EXERCISE AIM → Take every line from the records below that includes the word "specific".

Stored data entries →
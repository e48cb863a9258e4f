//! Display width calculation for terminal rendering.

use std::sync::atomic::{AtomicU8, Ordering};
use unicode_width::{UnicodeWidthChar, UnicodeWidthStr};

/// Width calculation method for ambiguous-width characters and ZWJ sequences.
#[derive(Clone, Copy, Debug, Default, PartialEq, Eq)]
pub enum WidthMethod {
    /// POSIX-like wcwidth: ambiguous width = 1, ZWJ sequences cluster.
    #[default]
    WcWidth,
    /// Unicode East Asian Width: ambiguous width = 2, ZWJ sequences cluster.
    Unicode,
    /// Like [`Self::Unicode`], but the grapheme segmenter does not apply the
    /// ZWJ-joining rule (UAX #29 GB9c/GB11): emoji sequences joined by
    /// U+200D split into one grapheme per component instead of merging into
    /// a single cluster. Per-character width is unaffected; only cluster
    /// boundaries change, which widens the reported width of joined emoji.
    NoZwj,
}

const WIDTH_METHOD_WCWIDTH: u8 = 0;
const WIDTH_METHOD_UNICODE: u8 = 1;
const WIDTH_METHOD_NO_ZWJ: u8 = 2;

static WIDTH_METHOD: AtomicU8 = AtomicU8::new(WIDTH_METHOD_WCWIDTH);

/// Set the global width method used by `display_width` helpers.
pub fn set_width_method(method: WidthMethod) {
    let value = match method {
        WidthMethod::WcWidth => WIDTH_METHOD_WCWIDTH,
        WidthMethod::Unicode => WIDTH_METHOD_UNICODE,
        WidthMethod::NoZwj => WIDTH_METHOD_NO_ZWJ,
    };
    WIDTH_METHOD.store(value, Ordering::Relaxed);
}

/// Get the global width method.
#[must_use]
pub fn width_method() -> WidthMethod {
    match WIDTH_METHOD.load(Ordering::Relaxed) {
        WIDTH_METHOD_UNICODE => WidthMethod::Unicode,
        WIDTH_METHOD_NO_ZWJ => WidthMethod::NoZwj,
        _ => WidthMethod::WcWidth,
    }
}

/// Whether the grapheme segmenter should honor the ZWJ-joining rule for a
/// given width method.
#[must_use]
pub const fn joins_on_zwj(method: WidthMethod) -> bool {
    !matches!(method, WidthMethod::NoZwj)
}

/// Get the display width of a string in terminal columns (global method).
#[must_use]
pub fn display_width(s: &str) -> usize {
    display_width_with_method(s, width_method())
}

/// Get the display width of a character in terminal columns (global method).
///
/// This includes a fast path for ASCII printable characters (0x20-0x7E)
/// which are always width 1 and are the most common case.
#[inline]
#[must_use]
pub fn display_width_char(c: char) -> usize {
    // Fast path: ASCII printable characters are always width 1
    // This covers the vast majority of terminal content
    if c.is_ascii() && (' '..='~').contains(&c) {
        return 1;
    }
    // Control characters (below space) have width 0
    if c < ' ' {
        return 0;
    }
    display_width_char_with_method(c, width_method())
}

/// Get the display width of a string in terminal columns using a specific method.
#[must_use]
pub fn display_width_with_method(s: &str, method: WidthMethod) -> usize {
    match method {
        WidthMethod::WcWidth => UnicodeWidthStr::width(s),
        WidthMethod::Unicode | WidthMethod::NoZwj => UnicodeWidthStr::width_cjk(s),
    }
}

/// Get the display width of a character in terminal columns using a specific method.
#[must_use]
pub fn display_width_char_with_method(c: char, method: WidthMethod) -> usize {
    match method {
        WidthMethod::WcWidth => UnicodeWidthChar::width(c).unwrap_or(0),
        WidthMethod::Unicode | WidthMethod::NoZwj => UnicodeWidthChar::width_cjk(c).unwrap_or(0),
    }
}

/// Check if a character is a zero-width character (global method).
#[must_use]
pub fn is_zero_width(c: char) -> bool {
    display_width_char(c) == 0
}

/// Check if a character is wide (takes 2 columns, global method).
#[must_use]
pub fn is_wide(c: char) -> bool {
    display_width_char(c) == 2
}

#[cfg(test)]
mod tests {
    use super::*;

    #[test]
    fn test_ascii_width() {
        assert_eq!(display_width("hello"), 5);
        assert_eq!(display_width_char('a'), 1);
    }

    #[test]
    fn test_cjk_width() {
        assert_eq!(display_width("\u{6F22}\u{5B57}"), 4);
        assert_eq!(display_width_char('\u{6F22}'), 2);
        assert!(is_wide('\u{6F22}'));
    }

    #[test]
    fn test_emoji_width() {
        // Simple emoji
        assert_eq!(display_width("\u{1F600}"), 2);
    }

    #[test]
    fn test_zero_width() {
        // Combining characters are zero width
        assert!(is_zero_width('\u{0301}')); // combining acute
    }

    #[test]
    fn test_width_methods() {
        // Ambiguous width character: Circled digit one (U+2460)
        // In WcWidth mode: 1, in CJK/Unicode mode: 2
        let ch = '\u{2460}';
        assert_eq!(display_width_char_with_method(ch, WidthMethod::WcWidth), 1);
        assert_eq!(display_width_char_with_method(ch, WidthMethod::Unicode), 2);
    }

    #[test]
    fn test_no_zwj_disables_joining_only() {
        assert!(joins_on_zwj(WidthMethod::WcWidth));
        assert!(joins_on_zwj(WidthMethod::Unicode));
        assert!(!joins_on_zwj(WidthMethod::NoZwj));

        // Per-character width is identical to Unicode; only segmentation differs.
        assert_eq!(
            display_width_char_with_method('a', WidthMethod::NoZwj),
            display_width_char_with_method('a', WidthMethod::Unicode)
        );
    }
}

--

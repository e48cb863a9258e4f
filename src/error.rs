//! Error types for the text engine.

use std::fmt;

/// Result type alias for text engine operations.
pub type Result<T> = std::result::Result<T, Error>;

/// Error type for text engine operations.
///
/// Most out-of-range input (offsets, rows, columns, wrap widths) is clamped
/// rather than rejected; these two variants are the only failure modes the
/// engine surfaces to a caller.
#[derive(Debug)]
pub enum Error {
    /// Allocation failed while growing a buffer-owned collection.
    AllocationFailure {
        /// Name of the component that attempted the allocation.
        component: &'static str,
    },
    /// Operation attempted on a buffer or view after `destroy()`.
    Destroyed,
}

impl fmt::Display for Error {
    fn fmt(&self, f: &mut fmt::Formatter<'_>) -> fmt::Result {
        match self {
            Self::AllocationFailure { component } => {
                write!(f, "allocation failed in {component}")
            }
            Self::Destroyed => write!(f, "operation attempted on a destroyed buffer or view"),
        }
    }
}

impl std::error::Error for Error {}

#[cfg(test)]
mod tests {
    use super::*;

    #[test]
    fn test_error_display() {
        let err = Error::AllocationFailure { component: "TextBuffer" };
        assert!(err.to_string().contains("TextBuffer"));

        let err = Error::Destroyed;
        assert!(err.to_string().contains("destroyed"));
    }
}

--

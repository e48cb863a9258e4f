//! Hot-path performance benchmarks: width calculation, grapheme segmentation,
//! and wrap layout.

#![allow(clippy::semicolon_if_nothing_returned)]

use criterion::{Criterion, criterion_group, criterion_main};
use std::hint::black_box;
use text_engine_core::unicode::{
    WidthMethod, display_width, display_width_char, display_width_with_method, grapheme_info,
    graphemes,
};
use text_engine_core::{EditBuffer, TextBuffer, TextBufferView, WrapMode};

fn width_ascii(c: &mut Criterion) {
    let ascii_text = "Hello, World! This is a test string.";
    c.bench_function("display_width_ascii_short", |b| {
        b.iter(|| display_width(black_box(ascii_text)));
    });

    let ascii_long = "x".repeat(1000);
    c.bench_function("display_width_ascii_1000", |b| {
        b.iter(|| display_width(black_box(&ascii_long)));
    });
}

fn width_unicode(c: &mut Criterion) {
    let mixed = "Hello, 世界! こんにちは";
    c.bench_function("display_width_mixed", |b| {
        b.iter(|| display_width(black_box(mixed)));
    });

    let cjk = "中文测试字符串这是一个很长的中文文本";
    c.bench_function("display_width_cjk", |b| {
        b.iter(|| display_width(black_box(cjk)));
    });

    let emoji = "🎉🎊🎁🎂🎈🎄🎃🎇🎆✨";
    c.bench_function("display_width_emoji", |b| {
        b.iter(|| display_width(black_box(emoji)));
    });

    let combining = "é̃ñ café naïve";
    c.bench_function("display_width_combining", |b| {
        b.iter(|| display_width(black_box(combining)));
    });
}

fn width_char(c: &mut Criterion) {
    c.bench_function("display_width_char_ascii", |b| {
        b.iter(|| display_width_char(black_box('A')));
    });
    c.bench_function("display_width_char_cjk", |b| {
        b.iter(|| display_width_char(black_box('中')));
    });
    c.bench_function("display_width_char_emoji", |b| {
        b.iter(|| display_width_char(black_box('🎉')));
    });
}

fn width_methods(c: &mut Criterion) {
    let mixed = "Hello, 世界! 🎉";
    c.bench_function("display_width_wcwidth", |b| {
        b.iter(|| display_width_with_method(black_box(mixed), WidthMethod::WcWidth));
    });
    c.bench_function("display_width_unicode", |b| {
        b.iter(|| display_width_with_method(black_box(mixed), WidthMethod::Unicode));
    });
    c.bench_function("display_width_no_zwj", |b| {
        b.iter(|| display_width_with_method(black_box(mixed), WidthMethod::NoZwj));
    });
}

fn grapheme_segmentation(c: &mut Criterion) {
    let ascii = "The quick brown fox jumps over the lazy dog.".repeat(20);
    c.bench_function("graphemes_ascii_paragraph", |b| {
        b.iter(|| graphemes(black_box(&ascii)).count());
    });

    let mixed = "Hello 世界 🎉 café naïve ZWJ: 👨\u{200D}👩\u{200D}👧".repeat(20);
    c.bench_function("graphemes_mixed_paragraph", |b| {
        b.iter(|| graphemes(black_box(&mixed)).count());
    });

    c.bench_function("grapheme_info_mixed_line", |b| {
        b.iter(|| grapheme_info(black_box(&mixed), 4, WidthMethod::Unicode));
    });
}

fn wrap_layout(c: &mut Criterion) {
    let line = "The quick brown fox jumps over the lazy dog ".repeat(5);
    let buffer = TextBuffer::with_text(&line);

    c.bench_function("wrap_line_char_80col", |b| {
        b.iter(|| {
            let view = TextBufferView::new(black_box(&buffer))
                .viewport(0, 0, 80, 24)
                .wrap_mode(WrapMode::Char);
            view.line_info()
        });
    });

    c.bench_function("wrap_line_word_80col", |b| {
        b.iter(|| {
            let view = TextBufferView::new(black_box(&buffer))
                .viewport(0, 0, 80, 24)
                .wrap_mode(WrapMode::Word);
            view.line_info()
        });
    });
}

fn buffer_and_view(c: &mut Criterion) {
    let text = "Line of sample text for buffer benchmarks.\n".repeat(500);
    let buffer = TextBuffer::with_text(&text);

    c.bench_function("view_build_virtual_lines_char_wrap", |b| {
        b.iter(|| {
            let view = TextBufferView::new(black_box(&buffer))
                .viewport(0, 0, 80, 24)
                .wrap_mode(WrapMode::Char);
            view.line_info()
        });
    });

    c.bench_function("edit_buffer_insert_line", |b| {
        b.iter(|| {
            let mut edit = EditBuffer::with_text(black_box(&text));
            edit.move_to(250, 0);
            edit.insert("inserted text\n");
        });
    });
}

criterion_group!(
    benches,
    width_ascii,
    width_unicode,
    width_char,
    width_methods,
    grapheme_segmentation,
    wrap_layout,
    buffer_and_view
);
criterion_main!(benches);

RESPONSE →
/// Get the display width of a string in terminal columns using a specific method.
/// Get the display width of a character in terminal columns using a specific method.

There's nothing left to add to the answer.